TASK ITEM:
Report only the number of lines in the records that contain the word "staged".

+++ THE INPUT

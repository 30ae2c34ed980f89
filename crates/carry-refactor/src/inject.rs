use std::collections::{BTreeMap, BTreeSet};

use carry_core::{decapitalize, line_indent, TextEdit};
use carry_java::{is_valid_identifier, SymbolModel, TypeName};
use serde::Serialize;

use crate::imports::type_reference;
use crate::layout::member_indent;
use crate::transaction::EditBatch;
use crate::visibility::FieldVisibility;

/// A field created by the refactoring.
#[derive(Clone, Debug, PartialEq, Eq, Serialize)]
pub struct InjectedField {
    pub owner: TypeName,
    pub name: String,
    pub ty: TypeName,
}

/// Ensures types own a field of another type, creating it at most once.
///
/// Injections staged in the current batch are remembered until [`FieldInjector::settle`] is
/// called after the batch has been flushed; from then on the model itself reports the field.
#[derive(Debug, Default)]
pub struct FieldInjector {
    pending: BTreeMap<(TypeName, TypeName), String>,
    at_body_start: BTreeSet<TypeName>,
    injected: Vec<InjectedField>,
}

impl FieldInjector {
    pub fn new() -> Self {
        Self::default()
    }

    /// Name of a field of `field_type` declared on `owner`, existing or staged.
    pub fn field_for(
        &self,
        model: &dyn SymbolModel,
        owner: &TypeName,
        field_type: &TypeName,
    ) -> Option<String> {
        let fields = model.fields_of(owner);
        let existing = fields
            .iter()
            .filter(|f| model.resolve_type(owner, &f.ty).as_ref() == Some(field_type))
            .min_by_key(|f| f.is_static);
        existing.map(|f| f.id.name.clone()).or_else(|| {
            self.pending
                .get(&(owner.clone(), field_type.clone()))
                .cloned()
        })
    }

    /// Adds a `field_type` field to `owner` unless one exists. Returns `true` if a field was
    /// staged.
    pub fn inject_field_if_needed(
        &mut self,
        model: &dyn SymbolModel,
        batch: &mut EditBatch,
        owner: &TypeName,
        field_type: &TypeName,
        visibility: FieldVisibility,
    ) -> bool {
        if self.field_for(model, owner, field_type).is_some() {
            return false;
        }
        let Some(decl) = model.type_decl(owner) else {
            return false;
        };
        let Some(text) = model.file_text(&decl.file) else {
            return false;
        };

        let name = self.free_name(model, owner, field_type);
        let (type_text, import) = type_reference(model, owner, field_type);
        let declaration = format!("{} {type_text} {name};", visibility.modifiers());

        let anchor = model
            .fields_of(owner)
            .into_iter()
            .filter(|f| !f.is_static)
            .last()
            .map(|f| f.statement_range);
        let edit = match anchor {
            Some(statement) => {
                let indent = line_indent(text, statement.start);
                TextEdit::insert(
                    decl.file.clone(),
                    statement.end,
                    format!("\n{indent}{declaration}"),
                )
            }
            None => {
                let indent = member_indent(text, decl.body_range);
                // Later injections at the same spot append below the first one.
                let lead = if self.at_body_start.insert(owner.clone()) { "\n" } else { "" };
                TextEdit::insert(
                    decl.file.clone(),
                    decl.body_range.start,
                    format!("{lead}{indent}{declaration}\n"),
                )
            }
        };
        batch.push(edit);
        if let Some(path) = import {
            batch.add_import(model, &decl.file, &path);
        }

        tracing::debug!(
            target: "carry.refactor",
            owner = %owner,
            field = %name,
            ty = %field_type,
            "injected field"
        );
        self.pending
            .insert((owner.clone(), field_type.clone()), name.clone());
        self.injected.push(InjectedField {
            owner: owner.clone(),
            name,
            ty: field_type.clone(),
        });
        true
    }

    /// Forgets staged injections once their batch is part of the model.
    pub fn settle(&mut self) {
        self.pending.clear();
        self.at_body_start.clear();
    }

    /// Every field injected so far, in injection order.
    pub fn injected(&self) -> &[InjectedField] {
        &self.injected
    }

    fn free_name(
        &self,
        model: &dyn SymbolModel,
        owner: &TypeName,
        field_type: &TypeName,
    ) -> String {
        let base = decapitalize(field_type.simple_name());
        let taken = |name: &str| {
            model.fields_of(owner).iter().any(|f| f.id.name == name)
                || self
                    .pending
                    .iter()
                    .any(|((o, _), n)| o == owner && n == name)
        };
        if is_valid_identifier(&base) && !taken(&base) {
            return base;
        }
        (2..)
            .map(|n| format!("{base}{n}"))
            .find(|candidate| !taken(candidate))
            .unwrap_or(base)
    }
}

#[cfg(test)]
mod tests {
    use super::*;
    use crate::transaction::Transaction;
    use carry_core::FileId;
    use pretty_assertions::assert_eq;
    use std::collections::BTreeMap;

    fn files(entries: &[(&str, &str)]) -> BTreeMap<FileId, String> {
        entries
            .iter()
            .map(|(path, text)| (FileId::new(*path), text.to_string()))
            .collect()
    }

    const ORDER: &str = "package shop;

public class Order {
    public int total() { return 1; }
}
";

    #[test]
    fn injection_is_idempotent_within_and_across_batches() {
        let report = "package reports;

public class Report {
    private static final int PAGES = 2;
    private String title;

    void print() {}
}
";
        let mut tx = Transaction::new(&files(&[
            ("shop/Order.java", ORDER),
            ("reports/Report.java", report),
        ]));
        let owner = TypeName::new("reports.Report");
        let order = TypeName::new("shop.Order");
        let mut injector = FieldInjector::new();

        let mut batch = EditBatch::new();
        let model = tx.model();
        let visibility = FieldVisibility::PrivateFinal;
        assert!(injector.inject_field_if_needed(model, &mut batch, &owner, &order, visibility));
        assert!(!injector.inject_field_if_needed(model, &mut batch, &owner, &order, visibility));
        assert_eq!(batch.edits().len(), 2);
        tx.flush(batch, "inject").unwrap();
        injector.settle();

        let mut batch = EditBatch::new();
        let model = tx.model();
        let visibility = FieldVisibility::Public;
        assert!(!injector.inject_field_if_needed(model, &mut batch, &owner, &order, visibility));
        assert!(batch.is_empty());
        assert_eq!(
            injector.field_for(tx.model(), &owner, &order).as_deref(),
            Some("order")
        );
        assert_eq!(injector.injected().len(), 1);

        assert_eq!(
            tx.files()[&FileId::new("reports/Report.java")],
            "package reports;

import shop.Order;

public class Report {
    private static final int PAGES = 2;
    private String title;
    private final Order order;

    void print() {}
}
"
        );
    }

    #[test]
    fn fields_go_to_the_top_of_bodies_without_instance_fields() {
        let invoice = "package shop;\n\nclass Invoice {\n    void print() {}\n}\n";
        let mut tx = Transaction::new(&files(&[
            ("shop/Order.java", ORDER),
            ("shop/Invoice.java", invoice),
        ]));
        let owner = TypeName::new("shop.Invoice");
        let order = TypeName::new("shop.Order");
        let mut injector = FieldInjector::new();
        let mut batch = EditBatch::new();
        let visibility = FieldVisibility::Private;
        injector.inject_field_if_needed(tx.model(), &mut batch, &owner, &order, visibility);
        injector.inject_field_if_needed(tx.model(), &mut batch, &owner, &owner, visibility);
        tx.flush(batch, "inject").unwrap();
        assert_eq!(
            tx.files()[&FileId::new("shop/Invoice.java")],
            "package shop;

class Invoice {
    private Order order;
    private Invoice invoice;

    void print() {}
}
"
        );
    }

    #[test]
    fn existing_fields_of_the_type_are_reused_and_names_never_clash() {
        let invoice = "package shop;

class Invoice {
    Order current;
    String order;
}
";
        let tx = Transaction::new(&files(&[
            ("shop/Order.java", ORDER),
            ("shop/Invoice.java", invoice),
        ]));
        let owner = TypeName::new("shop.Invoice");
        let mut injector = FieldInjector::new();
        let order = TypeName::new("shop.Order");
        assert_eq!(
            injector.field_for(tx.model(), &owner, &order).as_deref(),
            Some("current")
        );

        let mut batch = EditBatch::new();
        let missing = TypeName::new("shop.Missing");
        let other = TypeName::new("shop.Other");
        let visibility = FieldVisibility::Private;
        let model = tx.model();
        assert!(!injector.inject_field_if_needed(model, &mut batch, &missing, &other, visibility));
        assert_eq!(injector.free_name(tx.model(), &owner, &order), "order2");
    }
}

++++++

ANSWER SPACE:
4